East Alabama’s controversial Sabal Trail pipeline on target for June operation


A 515-mile-long natural gas pipeline, which includes 86.4-miles in east Alabama, is on target to begin operation in June.

Sabal Trail Pipeline

Map of the entire Sabal Trail pipeline. [Photo Credit: Sabal Trail Transmission]

The Sabal Trail Transmission pipeline is a joint project by three energy companies —Spectra Energy Corp., NextEra Energy Inc. and Duke Energy — and will transport natural gas from the Transco pipeline north of Alexander City, Ala., extend through the southwest corner of Georgia and end in central Florida near Orlando. The three-state pipeline is currently “about 85 percent complete with overall construction,” Andrea Grover, Director or Stakeholder Outreach for the Sabal Trail Transmission told Alabama Today.

With construction underway in Tallapoosa, Chambers, Lee and Russell Counties, the pipeline is roughly 70% complete in Alabama, Grover added. Expected to provide a significant economic benefit to the Yellowhammer State, the pipeline creates both short-term and long-term jobs and adds capital investment and tax base to the state’s economy.

During the current construction phase, the economic benefits include:

  • 1,112 construction jobs available
  • $37,240,486 funds from jobs being created
  • $49,685,416 additional funds contributed by non-directly related construction activity
  • $140,412,196 amount generated for the state after construction is completed
Sabal Trail Project

Map of the Sabal Trail pipeline in Alabama. [Photo Credit: Sabal Trail Transmission]

In addition, the permanent economic impact and operations in Alabama will include:

  • 94 permanent jobs after construction is completed
  • $2,953,302 funds from jobs being created
  • $4,907,082 additional funds contributed by non-directly related construction activity
  • $10,757,812 amount generated for the state after construction is completed

Despite the anticipated economic gains, environmental groups oppose the trail’s construction, saying it could threaten people’s health and access to clean water.

On its face, this pipeline should be rejected for the threat it poses not only to our climate, but to the public health of communities it would affect,” said Lena Moffitt, Director of Sierra Club’s Beyond Dirty Fuels campaign. “Rather than doubling down on outdated, dirty fuels, we should complete our transition to 100 percent clean, renewable energy.”

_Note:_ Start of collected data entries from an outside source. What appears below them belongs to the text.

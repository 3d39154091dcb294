// Library interface for the binary and integration tests

pub mod cache;
pub mod config;
pub mod constants;
pub mod credentials;
pub mod db;
pub mod error;
pub mod filename;
pub mod index;
pub mod lister;
pub mod pipeline;
pub mod queries;
pub mod query;
pub mod range;
pub mod schema;
pub mod serve;
pub mod services;
pub mod store;
pub mod sync;
pub mod transcode;
pub mod waveform;

// Re-export the expected database version for convenience
pub use constants::EXPECTED_DB_VERSION;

However, the Transmission contends they’ve taken comprehensive steps to address environmental groups’ concerns.

“Regarding potential impacts on water supplies: Natural gas is lighter than air, meaning in the unlikely event it escapes from the pipeline, the gas can only travel up through the soil into the atmosphere and dissipate,” Grover explained in a column last month. “It cannot travel down through soils to water supplies. No toxins are released that would affect water quality.”

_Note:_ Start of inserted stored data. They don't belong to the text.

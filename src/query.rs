//! Filter, sort and page options for recording queries.
//!
//! Inbound HTTP parameters arrive as loose strings; [`FileQuery::from_params`]
//! turns them into a fully typed query. Values that cannot be understood are
//! dropped (the filter is simply not applied) instead of failing the request.

use chrono::{NaiveDate, NaiveTime};
use serde::Deserialize;

use crate::constants::{DEFAULT_PAGE_SIZE, MAX_PAGE_SIZE};
use crate::filename::parse_date_folder;

/// SQLite integers are signed 64-bit
pub const MAX_OFFSET: u64 = i64::MAX as u64;

#[derive(Debug, Clone, Copy, PartialEq, Eq, Default)]
pub enum SortColumn {
    #[default]
    Date,
    Time,
    Phone,
    Email,
    Duration,
}

impl SortColumn {
    pub fn parse(value: &str) -> Option<Self> {
        match value.trim().to_ascii_lowercase().as_str() {
            "date" | "calldate" | "call_date" => Some(SortColumn::Date),
            "time" | "calltime" | "call_time" => Some(SortColumn::Time),
            "phone" => Some(SortColumn::Phone),
            "email" => Some(SortColumn::Email),
            "duration" | "durationms" | "duration_ms" => Some(SortColumn::Duration),
            _ => None,
        }
    }
}

#[derive(Debug, Clone, Copy, PartialEq, Eq, Default)]
pub enum SortDirection {
    Asc,
    #[default]
    Desc,
}

impl SortDirection {
    pub fn parse(value: &str) -> Option<Self> {
        match value.trim().to_ascii_lowercase().as_str() {
            "asc" | "ascending" => Some(SortDirection::Asc),
            "desc" | "descending" => Some(SortDirection::Desc),
            _ => None,
        }
    }
}

/// Direction of the duration comparison
#[derive(Debug, Clone, Copy, PartialEq, Eq, Default)]
pub enum DurationMode {
    /// Keep calls at least this long
    #[default]
    Min,
    /// Keep calls at most this long
    Max,
}

#[derive(Debug, Clone, Copy, PartialEq)]
pub struct DurationFilter {
    pub seconds: f64,
    pub mode: DurationMode,
}

impl DurationFilter {
    /// Threshold in the unit stored in the index
    pub fn threshold_ms(&self) -> i64 {
        (self.seconds * 1000.0).round() as i64
    }
}

/// Time-of-day filter on `call_time`
#[derive(Debug, Clone, PartialEq, Eq)]
pub enum TimeFilter {
    /// Inclusive window; either side may be open
    Range {
        start: Option<NaiveTime>,
        end: Option<NaiveTime>,
    },
    /// Calls at or before the bound
    Older(NaiveTime),
    /// Calls at or after the bound
    Newer(NaiveTime),
}

impl TimeFilter {
    /// Inclusive `(lower, upper)` bounds as stored strings
    pub fn bounds(&self) -> (Option<String>, Option<String>) {
        let fmt = |t: &NaiveTime| t.format("%H:%M:%S").to_string();
        match self {
            TimeFilter::Range { start, end } => (start.as_ref().map(fmt), end.as_ref().map(fmt)),
            TimeFilter::Older(t) => (None, Some(fmt(t))),
            TimeFilter::Newer(t) => (Some(fmt(t)), None),
        }
    }
}

/// Every option a recordings query understands
#[derive(Debug, Clone, PartialEq)]
pub struct FileQuery {
    /// Inclusive lower bound on `call_date`
    pub date_start: Option<NaiveDate>,
    /// Inclusive upper bound on `call_date`
    pub date_end: Option<NaiveDate>,
    /// Substring of `phone`
    pub phone: Option<String>,
    /// Case-insensitive substring of `email`
    pub email: Option<String>,
    pub duration: Option<DurationFilter>,
    pub time: Option<TimeFilter>,
    pub sort_column: SortColumn,
    pub sort_direction: SortDirection,
    pub offset: u64,
    /// `None` returns every matching row
    pub limit: Option<u64>,
}

impl Default for FileQuery {
    fn default() -> Self {
        Self {
            date_start: None,
            date_end: None,
            phone: None,
            email: None,
            duration: None,
            time: None,
            sort_column: SortColumn::default(),
            sort_direction: SortDirection::default(),
            offset: 0,
            limit: Some(DEFAULT_PAGE_SIZE),
        }
    }
}

/// Raw query string of `GET /recordings`
#[derive(Debug, Default, Deserialize)]
#[serde(rename_all = "camelCase")]
pub struct RecordingsParams {
    pub date_start: Option<String>,
    pub date_end: Option<String>,
    pub offset: Option<String>,
    pub limit: Option<String>,
    pub phone: Option<String>,
    pub email: Option<String>,
    pub duration_min: Option<String>,
    pub duration_mode: Option<String>,
    pub time_start: Option<String>,
    pub time_end: Option<String>,
    pub time_mode: Option<String>,
    pub sort_column: Option<String>,
    pub sort_direction: Option<String>,
}

impl FileQuery {
    /// Normalize loosely typed request parameters
    pub fn from_params(params: &RecordingsParams) -> Self {
        let date_start = params.date_start.as_deref().and_then(parse_date_param);
        let date_end = params.date_end.as_deref().and_then(parse_date_param);

        let duration = params
            .duration_min
            .as_deref()
            .and_then(|s| s.trim().parse::<f64>().ok())
            .filter(|s| s.is_finite() && *s >= 0.0)
            .map(|seconds| DurationFilter {
                seconds,
                mode: match params.duration_mode.as_deref().map(|m| m.trim().to_ascii_lowercase()) {
                    Some(m) if m == "max" => DurationMode::Max,
                    _ => DurationMode::Min,
                },
            });

        let time = build_time_filter(
            params.time_start.as_deref().and_then(parse_time_param),
            params.time_end.as_deref().and_then(parse_time_param),
            params.time_mode.as_deref(),
        );

        let limit = params
            .limit
            .as_deref()
            .and_then(|s| s.trim().parse::<u64>().ok())
            .unwrap_or(DEFAULT_PAGE_SIZE)
            .clamp(1, MAX_PAGE_SIZE);
        let offset = params
            .offset
            .as_deref()
            .and_then(|s| s.trim().parse::<u64>().ok())
            .unwrap_or(0)
            .min(MAX_OFFSET);

        FileQuery {
            date_start,
            date_end,
            phone: non_empty(params.phone.as_deref()),
            email: non_empty(params.email.as_deref()),
            duration,
            time,
            sort_column: params
                .sort_column
                .as_deref()
                .and_then(SortColumn::parse)
                .unwrap_or_default(),
            sort_direction: params
                .sort_direction
                .as_deref()
                .and_then(SortDirection::parse)
                .unwrap_or_default(),
            offset,
            limit: Some(limit),
        }
    }
}

/// Accept `M_D_YYYY` (store folder form) or ISO `YYYY-MM-DD`
pub fn parse_date_param(value: &str) -> Option<NaiveDate> {
    let value = value.trim();
    if value.is_empty() {
        return None;
    }
    NaiveDate::parse_from_str(value, "%Y-%m-%d")
        .ok()
        .or_else(|| parse_date_folder(value))
}

/// Accept 24-hour `HH:MM` or `HH:MM:SS`
pub fn parse_time_param(value: &str) -> Option<NaiveTime> {
    let value = value.trim();
    NaiveTime::parse_from_str(value, "%H:%M:%S")
        .or_else(|_| NaiveTime::parse_from_str(value, "%H:%M"))
        .ok()
}

fn build_time_filter(
    start: Option<NaiveTime>,
    end: Option<NaiveTime>,
    mode: Option<&str>,
) -> Option<TimeFilter> {
    let mode = mode.map(|m| m.trim().to_ascii_lowercase());
    match mode.as_deref() {
        Some("older") => start.or(end).map(TimeFilter::Older),
        Some("newer") => start.or(end).map(TimeFilter::Newer),
        _ => {
            if start.is_none() && end.is_none() {
                None
            } else {
                Some(TimeFilter::Range { start, end })
            }
        }
    }
}

fn non_empty(value: Option<&str>) -> Option<String> {
    value
        .map(str::trim)
        .filter(|v| !v.is_empty())
        .map(str::to_string)
}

She continued, “The project has been evaluated publicly over the past three years to ensure environmental permitting agencies, all levels of local, state and federal government, communities and landowners’ questions were addressed and impacts along the pipeline route were minimized. Sabal Trail hosted more than 50 open houses and public meetings and underwent a well-documented, comprehensive review by the Federal Energy Regulatory Commission (FERC).”